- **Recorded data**
Start of Block

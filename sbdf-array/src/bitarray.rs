use bytes::Bytes;
use sbdf_error::{SbdfResult, sbdf_bail};

/// Booleans packed one per bit, most significant bit first, with the final byte zero padded.
#[derive(Debug, Clone, PartialEq, Eq)]
pub struct BitArray {
    len: usize,
    bits: Bytes,
}

impl BitArray {
    /// Wrap `len` packed bits.
    pub fn try_new(len: usize, bits: Bytes) -> SbdfResult<Self> {
        if bits.len() != packed_len(len) {
            sbdf_bail!(
                InvalidSize: "{} bits need {} bytes, got {}",
                len,
                packed_len(len),
                bits.len()
            );
        }
        Ok(Self { len, bits })
    }

    /// Pack a slice of booleans.
    pub fn from_bools(values: &[bool]) -> Self {
        let mut bits = vec![0u8; packed_len(values.len())];
        for (idx, _) in values.iter().enumerate().filter(|(_, v)| **v) {
            bits[idx / 8] |= 0x80 >> (idx % 8);
        }
        Self {
            len: values.len(),
            bits: Bytes::from(bits),
        }
    }

    /// Unpack into one boolean per bit.
    pub fn to_bools(&self) -> Vec<bool> {
        (0..self.len).map(|idx| self.value(idx)).collect()
    }

    /// Bit `idx`. Panics if out of bounds.
    #[inline]
    pub fn value(&self, idx: usize) -> bool {
        self.bits[idx / 8] & (0x80 >> (idx % 8)) != 0
    }

    /// The number of bits.
    pub fn len(&self) -> usize {
        self.len
    }

    /// Whether there are no bits.
    pub fn is_empty(&self) -> bool {
        self.len == 0
    }

    /// The packed bytes.
    pub fn bits(&self) -> &Bytes {
        &self.bits
    }
}

/// The number of bytes needed to pack `len` bits.
pub const fn packed_len(len: usize) -> usize {
    len.div_ceil(8)
}
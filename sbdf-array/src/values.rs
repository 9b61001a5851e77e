use std::ops::Range;

use bytes::Bytes;
use sbdf_dtype::{DECIMAL_WIDTH, Decimal, ValueType};
use sbdf_error::{SbdfResult, sbdf_bail, sbdf_err};

use crate::buffer::{FixedWidthBuffer, VarBinBuffer, VarBinBuilder};
use crate::builder::ValuesBuilder;
use crate::value::{Value, array, element_value};

/// The physical layout of a [`Values`] sequence.
#[derive(Debug, Clone, PartialEq, Eq)]
pub enum Storage {
    /// Elements of the type's fixed width, back to back.
    Fixed(FixedWidthBuffer),
    /// Length-delimited elements for String and Binary.
    Variable(VarBinBuffer),
}

/// A sequence of elements that all share one [`ValueType`].
///
/// Equality compares element bytes, so floats are compared bitwise and a NaN equals itself.
#[derive(Debug, Clone, PartialEq, Eq)]
pub struct Values {
    value_type: ValueType,
    storage: Storage,
}

impl Values {
    /// Wrap `count` little-endian elements of a fixed-width type.
    ///
    /// Any non-zero Bool byte is stored as `1`.
    pub fn try_new(value_type: ValueType, count: usize, bytes: impl Into<Bytes>) -> SbdfResult<Self> {
        let Some(width) = value_type.fixed_width() else {
            sbdf_bail!("{} is variable width, use Values::try_new_variable", value_type);
        };
        let bytes: Bytes = bytes.into();
        let expected = count
            .checked_mul(width)
            .ok_or_else(|| sbdf_err!(InvalidSize: "{} {} elements overflow", count, value_type))?;
        if bytes.len() != expected {
            sbdf_bail!(
                InvalidSize: "{} {} elements need {} bytes, got {}",
                count,
                value_type,
                expected,
                bytes.len()
            );
        }
        let bytes = if value_type == ValueType::Bool && bytes.iter().any(|&b| b > 1) {
            normalize_bools(&bytes)
        } else {
            bytes
        };
        Ok(Self {
            value_type,
            storage: Storage::Fixed(FixedWidthBuffer::try_new(width, bytes)?),
        })
    }

    /// Wrap variable-length String or Binary elements. String elements must be valid UTF-8.
    pub fn try_new_variable(value_type: ValueType, buffer: VarBinBuffer) -> SbdfResult<Self> {
        if !value_type.is_variable() {
            sbdf_bail!("{} is fixed width, use Values::try_new", value_type);
        }
        if value_type == ValueType::String {
            if let Some(idx) = buffer.iter().position(|b| std::str::from_utf8(b).is_err()) {
                sbdf_bail!("string element {} is not valid UTF-8", idx);
            }
        }
        Ok(Self {
            value_type,
            storage: Storage::Variable(buffer),
        })
    }

    /// An empty sequence of `value_type`.
    pub fn empty(value_type: ValueType) -> Self {
        ValuesBuilder::new(value_type).finish()
    }

    /// `count` copies of the missing-value placeholder of `value_type`.
    pub fn missing(value_type: ValueType, count: usize) -> Self {
        let mut builder = ValuesBuilder::new(value_type);
        builder.append_missing(count);
        builder.finish()
    }

    fn from_fixed<T, const N: usize>(
        value_type: ValueType,
        items: impl IntoIterator<Item = T>,
        to_bytes: impl Fn(T) -> [u8; N],
    ) -> Self {
        let bytes: Vec<u8> = items.into_iter().flat_map(to_bytes).collect();
        Self {
            value_type,
            storage: Storage::Fixed(FixedWidthBuffer::from_parts(N, Bytes::from(bytes))),
        }
    }

    /// Booleans, one byte each.
    pub fn from_bools(values: &[bool]) -> Self {
        Self::from_fixed(ValueType::Bool, values.iter().copied(), |v| [u8::from(v)])
    }

    /// 32-bit integers.
    pub fn from_i32s(values: &[i32]) -> Self {
        Self::from_fixed(ValueType::Int32, values.iter().copied(), i32::to_le_bytes)
    }

    /// 64-bit integers.
    pub fn from_i64s(values: &[i64]) -> Self {
        Self::from_fixed(ValueType::Int64, values.iter().copied(), i64::to_le_bytes)
    }

    /// 32-bit floats.
    pub fn from_f32s(values: &[f32]) -> Self {
        Self::from_fixed(ValueType::Float32, values.iter().copied(), f32::to_le_bytes)
    }

    /// 64-bit floats.
    pub fn from_f64s(values: &[f64]) -> Self {
        Self::from_fixed(ValueType::Float64, values.iter().copied(), f64::to_le_bytes)
    }

    /// Raw millisecond counts of one of the temporal types.
    pub fn from_millis(value_type: ValueType, values: &[i64]) -> SbdfResult<Self> {
        if !value_type.is_temporal() {
            sbdf_bail!(ValueTypesMustBeEqual: "{} is not a temporal type", value_type);
        }
        Ok(Self::from_fixed(value_type, values.iter().copied(), i64::to_le_bytes))
    }

    /// DateTime millisecond counts.
    pub fn from_datetimes(values: &[i64]) -> Self {
        Self::from_fixed(ValueType::DateTime, values.iter().copied(), i64::to_le_bytes)
    }

    /// Date millisecond counts.
    pub fn from_dates(values: &[i64]) -> Self {
        Self::from_fixed(ValueType::Date, values.iter().copied(), i64::to_le_bytes)
    }

    /// Time millisecond counts.
    pub fn from_times(values: &[i64]) -> Self {
        Self::from_fixed(ValueType::Time, values.iter().copied(), i64::to_le_bytes)
    }

    /// TimeSpan millisecond counts.
    pub fn from_timespans(values: &[i64]) -> Self {
        Self::from_fixed(ValueType::TimeSpan, values.iter().copied(), i64::to_le_bytes)
    }

    /// Decimals.
    pub fn from_decimals(values: &[Decimal]) -> Self {
        Self::from_fixed(ValueType::Decimal, values.iter(), Decimal::to_le_bytes)
    }

    /// Strings.
    pub fn from_strs<T: AsRef<str>>(values: impl IntoIterator<Item = T>) -> Self {
        let values = values.into_iter();
        let mut builder = VarBinBuilder::with_capacity(values.size_hint().0);
        for value in values {
            builder.append_value(value.as_ref().as_bytes());
        }
        Self {
            value_type: ValueType::String,
            storage: Storage::Variable(builder.finish()),
        }
    }

    /// Binary blobs.
    pub fn from_binaries<T: AsRef<[u8]>>(values: impl IntoIterator<Item = T>) -> Self {
        Self {
            value_type: ValueType::Binary,
            storage: Storage::Variable(VarBinBuffer::from_iter_nonnull(values)),
        }
    }

    /// Collect single elements, all of which must be of `value_type`.
    pub fn from_values<'a>(
        value_type: ValueType,
        values: impl IntoIterator<Item = &'a Value>,
    ) -> SbdfResult<Self> {
        let mut builder = ValuesBuilder::new(value_type);
        for value in values {
            builder.append_value(value)?;
        }
        Ok(builder.finish())
    }

    pub(crate) fn from_storage(value_type: ValueType, storage: Storage) -> Self {
        Self {
            value_type,
            storage,
        }
    }

    /// The type shared by every element.
    pub fn value_type(&self) -> ValueType {
        self.value_type
    }

    /// The physical layout.
    pub fn storage(&self) -> &Storage {
        &self.storage
    }

    /// The number of elements.
    pub fn len(&self) -> usize {
        match &self.storage {
            Storage::Fixed(buffer) => buffer.len(),
            Storage::Variable(buffer) => buffer.len(),
        }
    }

    /// Whether there are no elements.
    pub fn is_empty(&self) -> bool {
        self.len() == 0
    }

    /// The wire bytes of element `index`.
    pub fn element_bytes(&self, index: usize) -> SbdfResult<&[u8]> {
        self.check_index(index)?;
        Ok(self.element_unchecked(index))
    }

    fn element_unchecked(&self, index: usize) -> &[u8] {
        match &self.storage {
            Storage::Fixed(buffer) => buffer.element(index),
            Storage::Variable(buffer) => buffer.bytes_at(index),
        }
    }

    fn check_index(&self, index: usize) -> SbdfResult<()> {
        if index >= self.len() {
            sbdf_bail!("index {} out of bounds for {} elements", index, self.len());
        }
        Ok(())
    }

    /// Element `index` as a [`Value`].
    pub fn value(&self, index: usize) -> SbdfResult<Value> {
        self.check_index(index)?;
        Ok(element_value(self.value_type, self.element_unchecked(index)))
    }

    /// Iterate the elements as [`Value`]s.
    pub fn iter(&self) -> impl Iterator<Item = Value> + '_ {
        (0..self.len()).map(|i| element_value(self.value_type, self.element_unchecked(i)))
    }

    /// Iterate the wire bytes of each element.
    pub fn iter_elements(&self) -> Box<dyn Iterator<Item = &[u8]> + '_> {
        match &self.storage {
            Storage::Fixed(buffer) => Box::new(buffer.elements()),
            Storage::Variable(buffer) => Box::new(buffer.iter()),
        }
    }

    fn fixed_as<const N: usize, T>(
        &self,
        expected: &[ValueType],
        from: impl Fn([u8; N]) -> T,
    ) -> SbdfResult<Vec<T>> {
        if !expected.contains(&self.value_type) {
            sbdf_bail!(
                ValueTypesMustBeEqual: "cannot read {} values as {}",
                self.value_type,
                expected[0]
            );
        }
        Ok(self.iter_elements().map(|e| from(array(e))).collect())
    }

    /// The elements of a Bool sequence.
    pub fn as_bools(&self) -> SbdfResult<Vec<bool>> {
        self.fixed_as(&[ValueType::Bool], |[b]: [u8; 1]| b != 0)
    }

    /// The elements of an Int32 sequence.
    pub fn as_i32s(&self) -> SbdfResult<Vec<i32>> {
        self.fixed_as(&[ValueType::Int32], i32::from_le_bytes)
    }

    /// The elements of an Int64 sequence.
    pub fn as_i64s(&self) -> SbdfResult<Vec<i64>> {
        self.fixed_as(&[ValueType::Int64], i64::from_le_bytes)
    }

    /// The elements of a Float32 sequence.
    pub fn as_f32s(&self) -> SbdfResult<Vec<f32>> {
        self.fixed_as(&[ValueType::Float32], f32::from_le_bytes)
    }

    /// The elements of a Float64 sequence.
    pub fn as_f64s(&self) -> SbdfResult<Vec<f64>> {
        self.fixed_as(&[ValueType::Float64], f64::from_le_bytes)
    }

    /// The millisecond counts of a DateTime, Date, Time or TimeSpan sequence.
    pub fn as_millis(&self) -> SbdfResult<Vec<i64>> {
        self.fixed_as(
            &[
                ValueType::DateTime,
                ValueType::Date,
                ValueType::Time,
                ValueType::TimeSpan,
            ],
            i64::from_le_bytes,
        )
    }

    /// The elements of a Decimal sequence.
    pub fn as_decimals(&self) -> SbdfResult<Vec<Decimal>> {
        self.fixed_as::<DECIMAL_WIDTH, _>(&[ValueType::Decimal], Decimal::from_le_bytes)
    }

    /// String element `index`.
    pub fn str_at(&self, index: usize) -> SbdfResult<&str> {
        if self.value_type != ValueType::String {
            sbdf_bail!(ValueTypesMustBeEqual: "cannot read {} values as String", self.value_type);
        }
        std::str::from_utf8(self.element_bytes(index)?)
            .map_err(|e| sbdf_err!("string element {} is not valid UTF-8: {}", index, e))
    }

    /// The elements in `range`.
    pub fn slice(&self, range: Range<usize>) -> SbdfResult<Self> {
        if range.start > range.end || range.end > self.len() {
            sbdf_bail!(
                "slice {}..{} out of bounds for {} elements",
                range.start,
                range.end,
                self.len()
            );
        }
        let storage = match &self.storage {
            Storage::Fixed(buffer) => Storage::Fixed(buffer.slice(range)),
            Storage::Variable(buffer) => Storage::Variable(buffer.slice(range)),
        };
        Ok(Self {
            value_type: self.value_type,
            storage,
        })
    }
}

fn normalize_bools(bytes: &[u8]) -> Bytes {
    bytes.iter().map(|&b| u8::from(b != 0)).collect()
}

End of Block

- **TASK OBJECTIVE**
What you give back should be exactly the lines of the data above from the line with "let Some(width) = value_type.fixed_width()" through the line with "be valid UTF-8.", both of those included, and nothing more.

- **WRITTEN REPLY**
        let Some(width) = value_type.fixed_width() else {
            sbdf_bail!("{} is variable width, use Values::try_new_variable", value_type);
        };
        let bytes: Bytes = bytes.into();
        let expected = count
            .checked_mul(width)
            .ok_or_else(|| sbdf_err!(InvalidSize: "{} {} elements overflow", count, value_type))?;
        if bytes.len() != expected {
            sbdf_bail!(
                InvalidSize: "{} {} elements need {} bytes, got {}",
                count,
                value_type,
                expected,
                bytes.len()
            );
        }
        let bytes = if value_type == ValueType::Bool && bytes.iter().any(|&b| b > 1) {
            normalize_bools(&bytes)
        } else {
            bytes
        };
        Ok(Self {
            value_type,
            storage: Storage::Fixed(FixedWidthBuffer::try_new(width, bytes)?),
        })
    }

    /// Wrap variable-length String or Binary elements. String elements must be valid UTF-8.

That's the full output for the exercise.